To do —
Your response should be the lines from the one holding "let catalog: PlanCatalog" to the last line of the data below, copied exactly and with no additions.

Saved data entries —
———
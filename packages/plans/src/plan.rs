//! Subscription tiers and what each one allows.

use crate::errors::GateError;
use serde::{Deserialize, Serialize};
use std::collections::BTreeSet;
use std::fmt;
use std::str::FromStr;

#[derive(Debug, Clone, Copy, PartialEq, Eq, Hash, PartialOrd, Ord, Serialize, Deserialize)]
#[serde(rename_all = "lowercase")]
pub enum PlanTier {
    Starter,
    Pro,
    Business,
}

impl PlanTier {
    /// Cheapest first
    pub const ALL: [PlanTier; 3] = [PlanTier::Starter, PlanTier::Pro, PlanTier::Business];

    pub fn as_str(self) -> &'static str {
        match self {
            PlanTier::Starter => "starter",
            PlanTier::Pro => "pro",
            PlanTier::Business => "business",
        }
    }
}

impl FromStr for PlanTier {
    type Err = GateError;

    fn from_str(s: &str) -> Result<Self, Self::Err> {
        PlanTier::ALL
            .into_iter()
            .find(|tier| tier.as_str() == s)
            .ok_or_else(|| GateError::UnknownPlan(s.to_string()))
    }
}

impl fmt::Display for PlanTier {
    fn fmt(&self, f: &mut fmt::Formatter<'_>) -> fmt::Result {
        f.write_str(self.as_str())
    }
}

/// Capabilities a plan can switch on
#[derive(Debug, Clone, Copy, PartialEq, Eq, Hash, PartialOrd, Ord, Serialize, Deserialize)]
#[serde(rename_all = "kebab-case")]
pub enum Feature {
    CustomCode,
    WhiteLabel,
    Ecommerce,
    CustomFavicon,
    CustomFooter,
}

impl Feature {
    pub const ALL: [Feature; 5] = [
        Feature::CustomCode,
        Feature::WhiteLabel,
        Feature::Ecommerce,
        Feature::CustomFavicon,
        Feature::CustomFooter,
    ];

    pub fn as_str(self) -> &'static str {
        match self {
            Feature::CustomCode => "custom-code",
            Feature::WhiteLabel => "white-label",
            Feature::Ecommerce => "ecommerce",
            Feature::CustomFavicon => "custom-favicon",
            Feature::CustomFooter => "custom-footer",
        }
    }
}

impl FromStr for Feature {
    type Err = GateError;

    fn from_str(s: &str) -> Result<Self, Self::Err> {
        Feature::ALL
            .into_iter()
            .find(|feature| feature.as_str() == s)
            .ok_or_else(|| GateError::UnknownFeature(s.to_string()))
    }
}

impl fmt::Display for Feature {
    fn fmt(&self, f: &mut fmt::Formatter<'_>) -> fmt::Result {
        f.write_str(self.as_str())
    }
}

/// Limits of one tier. `None` means unlimited.
#[derive(Debug, Clone, PartialEq, Eq, Serialize, Deserialize)]
#[serde(rename_all = "camelCase", deny_unknown_fields)]
pub struct PlanLimits {
    #[serde(default)]
    pub max_sites: Option<u32>,
    #[serde(default)]
    pub max_pages: Option<u32>,
    #[serde(default)]
    pub features: BTreeSet<Feature>,
}

impl PlanLimits {
    pub fn allows(&self, feature: Feature) -> bool {
        self.features.contains(&feature)
    }

    pub fn allows_sites(&self, count: u32) -> bool {
        self.max_sites.map_or(true, |max| count <= max)
    }

    pub fn allows_pages(&self, count: u32) -> bool {
        self.max_pages.map_or(true, |max| count <= max)
    }
}

/// Tier → limits table
#[derive(Debug, Clone, PartialEq, Eq, Serialize, Deserialize)]
#[serde(rename_all = "camelCase", deny_unknown_fields)]
pub struct PlanCatalog {
    pub starter: PlanLimits,
    pub pro: PlanLimits,
    pub business: PlanLimits,
}

impl Default for PlanCatalog {
    fn default() -> Self {
        Self {
            starter: PlanLimits {
                max_sites: Some(1),
                max_pages: Some(5),
                features: BTreeSet::new(),
            },
            pro: PlanLimits {
                max_sites: Some(5),
                max_pages: Some(25),
                features: [Feature::WhiteLabel, Feature::CustomCode].into_iter().collect(),
            },
            business: PlanLimits {
                max_sites: None,
                max_pages: Some(100),
                features: Feature::ALL.into_iter().collect(),
            },
        }
    }
}

impl PlanCatalog {
    pub fn limits(&self, tier: PlanTier) -> &PlanLimits {
        match tier {
            PlanTier::Starter => &self.starter,
            PlanTier::Pro => &self.pro,
            PlanTier::Business => &self.business,
        }
    }

    /// Cheapest tier above `current` whose limits satisfy `fits`
    pub fn upgrade_for(&self, current: PlanTier, fits: impl Fn(&PlanLimits) -> bool) -> Option<PlanTier> {
        PlanTier::ALL
            .into_iter()
            .filter(|tier| *tier > current)
            .find(|tier| fits(self.limits(*tier)))
    }
}

#[cfg(test)]
mod tests {
    use super::*;

    #[test]
    fn test_default_catalog() {
        let catalog = PlanCatalog::default();

        assert_eq!(catalog.limits(PlanTier::Starter).max_sites, Some(1));
        assert_eq!(catalog.limits(PlanTier::Starter).max_pages, Some(5));
        assert!(Feature::ALL.iter().all(|f| !catalog.starter.allows(*f)));

        assert!(catalog.pro.allows(Feature::WhiteLabel));
        assert!(catalog.pro.allows(Feature::CustomCode));
        assert!(!catalog.pro.allows(Feature::Ecommerce));

        assert!(catalog.business.allows_sites(10_000));
        assert!(!catalog.business.allows_pages(101));
        assert!(Feature::ALL.iter().all(|f| catalog.business.allows(*f)));
    }

    #[test]
    fn test_upgrade_for() {
        let catalog = PlanCatalog::default();
        assert_eq!(
            catalog.upgrade_for(PlanTier::Starter, |l| l.allows(Feature::CustomCode)),
            Some(PlanTier::Pro)
        );
        assert_eq!(
            catalog.upgrade_for(PlanTier::Starter, |l| l.allows(Feature::Ecommerce)),
            Some(PlanTier::Business)
        );
        assert_eq!(catalog.upgrade_for(PlanTier::Business, |_| true), None);
    }

    #[test]
    fn test_wire_names() {
        assert_eq!(serde_json::to_string(&Feature::CustomFavicon).unwrap(), "\"custom-favicon\"");
        assert_eq!("white-label".parse::<Feature>().unwrap(), Feature::WhiteLabel);
        assert_eq!("pro".parse::<PlanTier>().unwrap(), PlanTier::Pro);
        assert!(matches!("gold".parse::<PlanTier>(), Err(GateError::UnknownPlan(_))));
    }

    #[test]
    fn test_custom_catalog_json() {
        let json = r#"{
            "starter": { "maxSites": 2, "maxPages": 3 },
            "pro": { "maxSites": 10, "features": ["ecommerce"] },
            "business": {}
        }"#;
        let catalog: PlanCatalog = serde_json::from_str(json).unwrap();
        assert_eq!(catalog.starter.max_sites, Some(2));
        assert_eq!(catalog.pro.max_pages, None);
        assert!(catalog.pro.allows(Feature::Ecommerce));
    }
}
———
Response to this task —
        let catalog: PlanCatalog = serde_json::from_str(json).unwrap();
        assert_eq!(catalog.starter.max_sites, Some(2));
        assert_eq!(catalog.pro.max_pages, None);
        assert!(catalog.pro.allows(Feature::Ecommerce));
    }
}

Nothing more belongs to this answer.